The insanity of our expenditure extends past the physical and into the fiscal. The US currently garrisons Marjah with two battalions of Marines and Sailors. Two battalions form more than 2,000 men and women. Utilizing the White House’s standard of $1 million per service member in Afghanistan per year, the US has now spent and continues to spend at least $2 billion dollars a year to garrison, i.e. police, Marjah, a rural Afghan hamlet of 50-60,000 Afghan farmers. Not only is this maddeningly absurd, but try and explain this to the residents of Camden, NJ, Reno, NV, or Tulsa, OK. Using logic similar to our policy makers and appropriators in Washington, I presume if we were to change those cities’ names to Camdahar, Renostan and Tulsabad, then those cities and their residents could afford the same level of police protection we provide Marjah and countless other nameless valleys and villages in Afghanistan.

As citizens of a democratic republic we have an obligation and a responsibility not to entrust the lives of our service members and their families, our finances and our communities to those who approach war based on a 2012 political calculus or to those who desire the adrenaline rush of a clash of civilizations or of chasing monsters abroad. We, likewise, have an obligation and responsibility to future generations to pass them a more prosperous and prouder nation; not an empire, a destroyer or a bully, but a leader, an inspiration and a trusted global partner.

Walk with a child on the Mall in Washington DC and it is easy to explain America’s wars as enshrined by the Washington Monument, the Lincoln Memorial and the World War II Memorial. Walk to the Korean War Memorial and it becomes a little more difficult to explain that part of American history, but it is still possible. Walk now to the Vietnam War Memorial and try and explain that Wall and her names to a child. Purposeless is the honest answer.

We will have a memorial one day to these wars of the early 21st century. If built today nearly 6,000 names would appear. Many thousands more will be remembered if we justly and honorably include those whose lives ended at home by their own hand because they returned from war desolately changed and traumatically ill.
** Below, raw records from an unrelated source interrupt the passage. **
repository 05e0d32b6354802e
// src/utils/mod.rs
pub mod error;
pub mod logging;

pub use error::AppError; // Re-export main error type for convenience
// src/extractors/models.rs
use serde::Serialize;
use std::fmt;

/// The two net flavours a model is published in on a results page.
#[derive(Debug, Clone, Copy, PartialEq, Eq)]
pub enum ModelType {
    Colored,
    PlaceTransition,
}

impl ModelType {
    /// Maps the label printed after the em dash (`Colored`, `P/T`).
    /// Anything else is unmatched.
    pub fn from_label(label: &str) -> Option<Self> {
        match label {
            "Colored" => Some(ModelType::Colored),
            "P/T" => Some(ModelType::PlaceTransition),
            _ => None,
        }
    }

    /// Short code used in record names.
    pub fn code(&self) -> &'static str {
        match self {
            ModelType::Colored => "COL",
            ModelType::PlaceTransition => "PT",
        }
    }
}

/// Model identity derived from a model name marker, e.g. `ModelX-COL`.
#[derive(Debug, Clone, PartialEq, Eq)]
pub struct ModelKey {
    pub name: String,
    pub model_type: ModelType,
}

impl fmt::Display for ModelKey {
    fn fmt(&self, f: &mut fmt::Formatter<'_>) -> fmt::Result {
        write!(f, "{}-{}", self.name, self.model_type.code())
    }
}

/// One expected answer: a single character of a cleaned answer string.
#[derive(Debug, Clone, PartialEq, Eq, Serialize)]
pub struct AnswerRecord {
    pub name: String,
    pub category: String,
    pub query_index: usize,
    pub answer: char,
}

impl AnswerRecord {
    /// `name,category,queryIndex,answer`. Fields are not escaped.
    pub fn to_line(&self) -> String {
        format!("{},{},{},{}", self.name, self.category, self.query_index, self.answer)
    }
}

/// Everything extracted from one results page.
#[derive(Debug, Clone, Default)]
pub struct DocumentScan {
    pub category: String,
    pub records: Vec<AnswerRecord>,
    pub markers_seen: usize,
    pub markers_matched: usize,
    pub cells_visited: usize,
}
It was generations older than mine from which we inherited the Vietnam War Memorial. My generation will be responsible for the memorial for America’s current wars. 6,000 names on a monument are already far too many. How will we explain those names to our children and them to theirs? How will we explain any more names?

Let’s not have this conversation again, next year, on the two-year anniversary of Operation Moshtarak and President Obama’s escalation of a purposeless war. Let’s not have another monument to another purposeless war.

*President Obama authorized over 20,000 additional US forces into Afghanistan in March 2009, however, the authorization for 30,000 more US forces in December 2009 by President Obama is publically acknowledged as his “Surge” and so the “official” escalation of the conflict.

**I can say such, as I was one of the first of that civilian surge into Afghanistan in 2009.